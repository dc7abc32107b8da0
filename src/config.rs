//! Config handling

use std::path::PathBuf;

use tracing::log::LevelFilter;
use tracing::{info, warn};
use url::Url;

use crate::cli::{ImageProvider, LanguageProvider, ProviderOptions};
use crate::constants::MAX_FONT_SIZE;
use crate::error::BannerError;
use crate::overlay::font_size_in_range;
use crate::prompts::PromptTemplates;
use crate::providers::api_root;

/// Sets up logging based on the debug flag
pub fn setup_logging(debug: bool) -> Result<(), Box<std::io::Error>> {
    let level = if debug {
        LevelFilter::Debug
    } else {
        LevelFilter::Info
    };

    let mut logger = simple_logger::SimpleLogger::new().with_level(level);
    if !debug {
        logger = logger
            .with_module_level("tracing", LevelFilter::Warn)
            .with_module_level("rustls", LevelFilter::Info)
            .with_module_level("hyper_util", LevelFilter::Info)
            .with_module_level("reqwest", LevelFilter::Info)
            .with_module_level("h2", LevelFilter::Info);
    }
    logger.init().map_err(|err| {
        eprintln!("Failed to initialize logger: {}", err);
        Box::new(std::io::Error::other(err))
    })
}

/// Validated settings for the text/vision model.
#[derive(Clone, Debug)]
pub enum LanguageModelConfig {
    /// OpenAI chat completions
    OpenAi {
        /// API key
        api_key: String,
        /// Model name
        model: String,
        /// API root
        base_url: Url,
    },
    /// Google Gemini
    Gemini {
        /// API key
        api_key: String,
        /// Model name
        model: String,
        /// API root
        base_url: Url,
    },
}

/// Validated settings for the image model.
#[derive(Clone, Debug)]
pub enum ImageModelConfig {
    /// OpenAI Images API
    OpenAi {
        /// API key
        api_key: String,
        /// Model name
        model: String,
        /// API root
        base_url: Url,
    },
    /// Vertex AI Imagen
    Vertex {
        /// OAuth access token
        access_token: String,
        /// Google Cloud project
        project: String,
        /// Google Cloud region
        location: String,
        /// Model name
        model: String,
    },
}

/// Where overlay text is drawn from.
#[derive(Clone, Debug)]
pub struct OverlaySettings {
    /// Font file, `None` when it was missing at startup
    pub font_path: Option<PathBuf>,
    /// Default font size in pixels
    pub font_size: f32,
}

/// Everything the pipeline needs, built once at startup.
#[derive(Clone, Debug)]
pub struct AppConfig {
    /// Text/vision model settings
    pub language_model: LanguageModelConfig,
    /// Image model settings
    pub image_model: ImageModelConfig,
    /// Instruction templates
    pub templates: PromptTemplates,
    /// Text overlay settings
    pub overlay: OverlaySettings,
}

/// Returns the trimmed value, or an error naming the missing key.
fn required(value: Option<&String>, key: &str) -> Result<String, BannerError> {
    match value.map(|value| value.trim()) {
        Some(value) if !value.is_empty() => Ok(value.to_string()),
        Some(_) => Err(BannerError::StartupConfig(format!(
            "'{key}' is set but empty"
        ))),
        None => Err(BannerError::StartupConfig(format!("'{key}' is not set"))),
    }
}

impl LanguageModelConfig {
    /// Picks and validates the credentials the chosen provider needs.
    pub fn from_options(options: &ProviderOptions) -> Result<Self, BannerError> {
        Ok(match options.language_provider {
            LanguageProvider::Openai => LanguageModelConfig::OpenAi {
                api_key: required(options.openai_api_key.as_ref(), "OPENAI_API_KEY")?,
                model: options.openai_text_model.clone(),
                base_url: api_root(options.openai_base_url.clone()),
            },
            LanguageProvider::Gemini => LanguageModelConfig::Gemini {
                api_key: required(options.google_api_key.as_ref(), "GOOGLE_API_KEY")?,
                model: options.gemini_model.clone(),
                base_url: api_root(options.gemini_base_url.clone()),
            },
        })
    }
}

impl ImageModelConfig {
    /// Picks and validates the credentials the chosen provider needs.
    pub fn from_options(options: &ProviderOptions) -> Result<Self, BannerError> {
        Ok(match options.image_provider {
            ImageProvider::Openai => ImageModelConfig::OpenAi {
                api_key: required(options.openai_api_key.as_ref(), "OPENAI_API_KEY")?,
                model: options.openai_image_model.clone(),
                base_url: api_root(options.openai_base_url.clone()),
            },
            ImageProvider::Vertex => ImageModelConfig::Vertex {
                access_token: required(
                    options.vertex_access_token.as_ref(),
                    "VERTEX_ACCESS_TOKEN",
                )?,
                project: required(options.google_cloud_project.as_ref(), "GOOGLE_CLOUD_PROJECT")?,
                location: required(
                    options.google_cloud_location.as_ref(),
                    "GOOGLE_CLOUD_LOCATION",
                )?,
                model: options.imagen_model.clone(),
            },
        })
    }
}

impl OverlaySettings {
    /// Checks the font exists, a missing font disables the overlay with a warning.
    ///
    /// A default font size that the overlay would refuse is fatal.
    pub fn from_options(options: &ProviderOptions) -> Result<Self, BannerError> {
        if !font_size_in_range(options.font_size) {
            return Err(BannerError::StartupConfig(format!(
                "--font-size {} must be above 0 and at most {MAX_FONT_SIZE}",
                options.font_size
            )));
        }
        let font_path = if options.font_path.is_file() {
            Some(options.font_path.clone())
        } else {
            warn!(
                "Font file {} not found, text overlay is disabled",
                options.font_path.display()
            );
            None
        };
        Ok(Self {
            font_path,
            font_size: options.font_size,
        })
    }
}

impl AppConfig {
    /// Loads templates, validates credentials and checks the font.
    ///
    /// Templates and credentials are fatal, a missing font only disables the overlay.
    pub fn from_options(options: &ProviderOptions) -> Result<Self, BannerError> {
        let templates = PromptTemplates::load(&options.prompt_dir)?;
        let language_model = LanguageModelConfig::from_options(options)?;
        let image_model = ImageModelConfig::from_options(options)?;
        let overlay = OverlaySettings::from_options(options)?;

        info!(
            "Using {:?} language provider and {:?} image provider",
            options.language_provider, options.image_provider
        );

        Ok(Self {
            language_model,
            image_model,
            templates,
            overlay,
        })
    }
}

- **Assignment**:
All that should be written out is the stretch of lines above between the one holding "Google Cloud region" and the one holding "size in pixels", inclusive, exactly as given.

- **Answer box**:
        /// Google Cloud region
        location: String,
        /// Model name
        model: String,
    },
}

/// Where overlay text is drawn from.
#[derive(Clone, Debug)]
pub struct OverlaySettings {
    /// Font file, `None` when it was missing at startup
    pub font_path: Option<PathBuf>,
    /// Default font size in pixels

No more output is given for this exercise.